Now there is some disagreement over whether this is a term of derision. Wikitionary includes an alternate meaning:

The actually useless activity you do that appears important when you are consciously or unconsciously procrastinating about a larger problem.

I thought I’d get more work done if I just fixed a problem with my .emacs file, but then I spent the whole afternoon yak shaving.

gerwinski-gnu-head

This was what Max was gently chiding me for.  After all, I am a PhD student our lives are devoted to the idea of Yak Shaving, even if we don’t have a name for it.  We all want to make our projects work without admitting to our advisers that we are stuck on step 3 of our weekly 50 part research assignment.  So I put down my fiddling and went to the meeting but I did not forget about it.  The culture of our group is nothing if not polite and friendly.

Now the truth is that this piece of out is slightly over 1 GB and I could have done all of my data cleaning in R.  However we all know that Python and Pandas are the better tools and we are trying to come up to speed quickly.  (For those of us on twitter, John Myles White, has been working on the next interpreted language to enter the speed wars, Julia). This idea of yak-shaving had me giggling for an hour.  I am a recent convert to gnu/linux and  the gnu part of that partnership is FREE Software with deep collectivist roots and installation procedures reminiscent of Dostoevsky novel if it works or years in Gulag if they don’t.  Their GNU mascot looks like a close relative of the Yak.

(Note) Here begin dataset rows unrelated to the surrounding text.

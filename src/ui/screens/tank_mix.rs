use crate::models::TankMix;
use crate::ui::{truncate, Theme};
use ratatui::{
    buffer::Buffer,
    layout::{Constraint, Direction, Layout, Rect},
    text::{Line, Span},
    widgets::{Block, Borders, Cell, Paragraph, Row, Table, TableState, Widget},
};

pub struct TankMixScreen<'a> {
    pub tank_mix: &'a TankMix,
    pub unassigned: Vec<&'a str>,
    pub selected_index: usize,
    pub status_message: Option<&'a str>,
}

impl<'a> TankMixScreen<'a> {
    pub fn new(tank_mix: &'a TankMix) -> Self {
        Self {
            tank_mix,
            unassigned: Vec::new(),
            selected_index: 0,
            status_message: None,
        }
    }

    /// Selected products not yet placed in any step.
    pub fn with_unassigned(mut self, products: Vec<&'a str>) -> Self {
        self.unassigned = products;
        self
    }

    pub fn with_selection(mut self, index: usize) -> Self {
        self.selected_index = index;
        self
    }

    pub fn with_status(mut self, message: Option<&'a str>) -> Self {
        self.status_message = message;
        self
    }
}

impl Widget for TankMixScreen<'_> {
    fn render(self, area: Rect, buf: &mut Buffer) {
        let chunks = Layout::default()
            .direction(Direction::Vertical)
            .constraints([
                Constraint::Length(1), // Title
                Constraint::Min(6),    // Steps
                Constraint::Length(3), // Unassigned
                Constraint::Length(1), // Status
                Constraint::Length(1), // Nav
            ])
            .split(area);

        let title = Line::from(vec![
            Span::styled("Tank Mixing Sequence", Theme::title()),
            Span::styled(format!(" ({} steps)", self.tank_mix.len()), Theme::dim()),
        ]);
        Paragraph::new(title).render(chunks[0], buf);

        self.render_table(chunks[1], buf);

        let unassigned = if self.unassigned.is_empty() {
            Span::styled("All selected products are in the mix", Theme::dim())
        } else {
            Span::styled(self.unassigned.join(", "), Theme::warning())
        };
        Paragraph::new(unassigned)
            .block(
                Block::default()
                    .title("Not yet mixed")
                    .borders(Borders::ALL)
                    .border_style(Theme::border()),
            )
            .render(chunks[2], buf);

        if let Some(message) = self.status_message {
            Paragraph::new(Span::styled(message, Theme::warning())).render(chunks[3], buf);
        }

        let nav = Line::from(vec![
            Span::styled("[a]", Theme::nav_key()),
            Span::styled("Add ", Theme::nav_label()),
            Span::styled("[d]", Theme::nav_key()),
            Span::styled("Delete ", Theme::nav_label()),
            Span::styled("[Enter]", Theme::nav_key()),
            Span::styled("Form ", Theme::nav_label()),
            Span::styled("[p]", Theme::nav_key()),
            Span::styled("Add Product ", Theme::nav_label()),
            Span::styled("[K/J]", Theme::nav_key()),
            Span::styled("Move ", Theme::nav_label()),
            Span::styled("[↑↓]", Theme::nav_key()),
            Span::styled("Navigate ", Theme::nav_label()),
            Span::styled("[Esc]", Theme::nav_key()),
            Span::styled("Back", Theme::nav_label()),
        ]);
        Paragraph::new(nav).render(chunks[4], buf);
    }
}

impl TankMixScreen<'_> {
    fn render_table(&self, area: Rect, buf: &mut Buffer) {
        let header = Row::new(
            ["#", "Product Form", "Products", "Notes"]
                .iter()
                .map(|h| Cell::from(*h).style(Theme::header())),
        );

        let rows: Vec<Row> = self
            .tank_mix
            .items()
            .iter()
            .map(|item| {
                let products = if item.products.is_empty() {
                    Cell::from("-").style(Theme::dim())
                } else {
                    Cell::from(truncate(&item.products.join(", "), 40))
                };
                Row::new(vec![
                    Cell::from(item.sequence.to_string()),
                    Cell::from(item.product_description.as_str()),
                    products,
                    Cell::from(truncate(&item.notes, 50)).style(Theme::dim()),
                ])
                .style(Theme::normal())
            })
            .collect();

        let widths = [
            Constraint::Length(3),
            Constraint::Length(26),
            Constraint::Percentage(35),
            Constraint::Min(20),
        ];

        let table = Table::new(rows, widths)
            .header(header)
            .block(
                Block::default()
                    .borders(Borders::ALL)
                    .border_style(Theme::border()),
            )
            .row_highlight_style(Theme::selected());

        let mut state = TableState::default();
        if !self.tank_mix.is_empty() {
            state.select(Some(self.selected_index));
        }
        ratatui::widgets::StatefulWidget::render(table, area, buf, &mut state);
    }
}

IpythonNotebookInEmacsEven the Wikitionary entry on useless yak shaving mentions the notoriously arcane .emacs file that needs to be constantly configured. These days may be coming to an end.  Not that I did not spend the better part of a sick day fiddling with it to get two pieces of canonical free software virtuosity, Fernando Perez‘s IPython and Richard Stallman‘s Emacs to play together well.  First, I found the brilliant ein library by Takafumi Arakaki.  But that alone did not shave the Yak.  I had to abandon my ad-hoc plugins for emacs and come to terms with Emacs’ three package managers.  It was MELPA tutorial from the indefatigable Xah Lee that worked for me.  Details will follow but here is a screen shot so you know that it is possible you to shave this Yak! …And in a lot less time than it took me.

 

Setting up a virtual environment with Ipython, numpy and pandas

Most of the time you read about setting up virtual environments, it is for web development.  But the same benefits hold for analysis and research software.  You want to be able to reproduce results.  It also increases security not to be adding all the unverified libraries with machine level privileges. This post is a minor modification of the outstanding tutorial I have been using for the last few months.  Since it is two years old, there is another version of python and it does not cover IPython, I will repeat the steps here.

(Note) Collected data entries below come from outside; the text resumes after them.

use crate::models::nutrient::Element;
use serde::{Deserialize, Serialize};
use std::collections::BTreeMap;

#[derive(Debug, Clone, Copy, PartialEq, Eq, Hash, Serialize, Deserialize)]
#[serde(rename_all = "snake_case")]
pub enum ReleaseType {
    Fast,
    Moderate,
    Slow,
    VerySlow,
    Controlled,
}

impl ReleaseType {
    pub fn as_str(&self) -> &'static str {
        match self {
            ReleaseType::Fast => "Fast Release",
            ReleaseType::Moderate => "Moderate Release",
            ReleaseType::Slow => "Slow Release",
            ReleaseType::VerySlow => "Very Slow Release",
            ReleaseType::Controlled => "Controlled Release",
        }
    }

    pub fn from_str(s: &str) -> Option<Self> {
        match s.trim().to_lowercase().replace(['_', '-'], " ").as_str() {
            "fast" => Some(ReleaseType::Fast),
            "moderate" => Some(ReleaseType::Moderate),
            "slow" => Some(ReleaseType::Slow),
            "very slow" => Some(ReleaseType::VerySlow),
            "controlled" => Some(ReleaseType::Controlled),
            _ => None,
        }
    }

    pub fn all() -> &'static [ReleaseType] {
        &[
            ReleaseType::Fast,
            ReleaseType::Moderate,
            ReleaseType::Slow,
            ReleaseType::VerySlow,
            ReleaseType::Controlled,
        ]
    }

    /// Filter cycle used by the corrections screen: all types, then each one.
    pub fn next_filter(current: Option<ReleaseType>) -> Option<ReleaseType> {
        let all = Self::all();
        match current {
            None => all.first().copied(),
            Some(r) => all
                .iter()
                .position(|x| *x == r)
                .and_then(|idx| all.get(idx + 1))
                .copied(),
        }
    }
}

impl std::fmt::Display for ReleaseType {
    fn fmt(&self, f: &mut std::fmt::Formatter<'_>) -> std::fmt::Result {
        write!(f, "{}", self.as_str())
    }
}

/// Soil pH range a product is suited to. Either bound may be open.
#[derive(Debug, Clone, Copy, Default, PartialEq, Serialize, Deserialize)]
pub struct PhWindow {
    pub min_ph: Option<f64>,
    pub max_ph: Option<f64>,
}

impl PhWindow {
    pub fn new(min_ph: Option<f64>, max_ph: Option<f64>) -> Self {
        Self { min_ph, max_ph }
    }

    pub fn is_open(&self) -> bool {
        self.min_ph.is_none() && self.max_ph.is_none()
    }

    pub fn contains(&self, ph: f64) -> bool {
        self.min_ph.is_none_or(|min| ph >= min) && self.max_ph.is_none_or(|max| ph <= max)
    }
}

impl std::fmt::Display for PhWindow {
    fn fmt(&self, f: &mut std::fmt::Formatter<'_>) -> std::fmt::Result {
        match (self.min_ph, self.max_ph) {
            (Some(min), Some(max)) => write!(f, "pH {:.1}-{:.1}", min, max),
            (Some(min), None) => write!(f, "pH ≥ {:.1}", min),
            (None, Some(max)) => write!(f, "pH ≤ {:.1}", max),
            (None, None) => write!(f, "any pH"),
        }
    }
}

#[derive(Debug, Clone, PartialEq, Serialize, Deserialize)]
pub struct FertilizerDefinition {
    pub label: String,
    /// Percent by weight of each element supplied.
    pub nutrient_content: BTreeMap<Element, f64>,
    pub release_type: Option<ReleaseType>,
    pub ph_window: Option<PhWindow>,
    pub url: Option<String>,
    pub description: Option<String>,
}

impl FertilizerDefinition {
    pub fn new(label: impl Into<String>, content: &[(Element, f64)]) -> Self {
        Self {
            label: label.into(),
            nutrient_content: content.iter().copied().collect(),
            release_type: None,
            ph_window: None,
            url: None,
            description: None,
        }
    }

    pub fn with_release(mut self, release: ReleaseType) -> Self {
        self.release_type = Some(release);
        self
    }

    pub fn with_ph_window(mut self, min_ph: Option<f64>, max_ph: Option<f64>) -> Self {
        self.ph_window = Some(PhWindow::new(min_ph, max_ph));
        self
    }

    pub fn with_url(mut self, url: impl Into<String>) -> Self {
        self.url = Some(url.into());
        self
    }

    pub fn with_description(mut self, description: impl Into<String>) -> Self {
        self.description = Some(description.into());
        self
    }

    /// Percent of `element` supplied, 0 when absent.
    pub fn percent(&self, element: Element) -> f64 {
        self.nutrient_content.get(&element).copied().unwrap_or(0.0)
    }

    pub fn contains(&self, element: Element) -> bool {
        self.percent(element) > 0.0
    }

    /// Elements with a positive content, in canonical order.
    pub fn elements(&self) -> impl Iterator<Item = (Element, f64)> + '_ {
        self.nutrient_content
            .iter()
            .filter(|(_, pct)| **pct > 0.0)
            .map(|(e, pct)| (*e, *pct))
    }

    /// `None` when the product has no usable window or the pH is unknown.
    pub fn ph_compatible(&self, soil_ph: Option<f64>) -> Option<bool> {
        let window = self.ph_window.filter(|w| !w.is_open())?;
        soil_ph.map(|ph| window.contains(ph))
    }

    /// "Calcium 17%, Nitrate 12%"
    pub fn content_summary(&self) -> String {
        self.elements()
            .map(|(e, pct)| format!("{} {}%", e.as_str(), pct))
            .collect::<Vec<_>>()
            .join(", ")
    }
}

#[cfg(test)]
mod tests {
    use super::*;

    fn calcium_nitrate() -> FertilizerDefinition {
        FertilizerDefinition::new(
            "Calcium Nitrate",
            &[(Element::Calcium, 17.0), (Element::Nitrate, 12.0)],
        )
        .with_ph_window(None, Some(7.5))
        .with_release(ReleaseType::Fast)
    }

    #[test]
    fn percent_lookup() {
        let f = calcium_nitrate();
        assert!((f.percent(Element::Calcium) - 17.0).abs() < 1e-9);
        assert_eq!(f.percent(Element::Zinc), 0.0);
        assert!(f.contains(Element::Nitrate));
        assert!(!f.contains(Element::Potassium));
        assert_eq!(f.content_summary(), "Nitrate 12%, Calcium 17%");
    }

    #[test]
    fn ph_compatibility() {
        let f = calcium_nitrate();
        assert_eq!(f.ph_compatible(Some(6.8)), Some(true));
        assert_eq!(f.ph_compatible(Some(7.8)), Some(false));
        assert_eq!(f.ph_compatible(None), None);

        let open = FertilizerDefinition::new("Borax", &[(Element::Boron, 14.0)])
            .with_ph_window(None, None);
        assert_eq!(open.ph_compatible(Some(9.0)), None);
    }

    #[test]
    fn release_type_parsing() {
        assert_eq!(ReleaseType::from_str("very slow"), Some(ReleaseType::VerySlow));
        assert_eq!(ReleaseType::from_str("Very_Slow"), Some(ReleaseType::VerySlow));
        assert_eq!(ReleaseType::from_str("FAST"), Some(ReleaseType::Fast));
        assert_eq!(ReleaseType::from_str("instant"), None);
    }

    #[test]
    fn release_filter_cycles_back_to_all() {
        let mut filter = None;
        let mut seen = Vec::new();
        for _ in 0..6 {
            filter = ReleaseType::next_filter(filter);
            seen.push(filter);
        }
        assert_eq!(seen[0], Some(ReleaseType::Fast));
        assert_eq!(seen[4], Some(ReleaseType::Controlled));
        assert_eq!(seen[5], None);
    }
}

First install Pythonbrew and another version of python

I use apt-get in ubuntu so type

$ cd ~

$ sudo apt-get install libsqlite3-dev libbz2-dev libxml2-dev libxslt-dev curl

then get pythonbrew

$ curl -kL http://github.com/utahta/pythonbrew/raw/master/pythonbrew-install | bash

This line gets the repository and executes through bash.  We will need to modify the configuration file for bash.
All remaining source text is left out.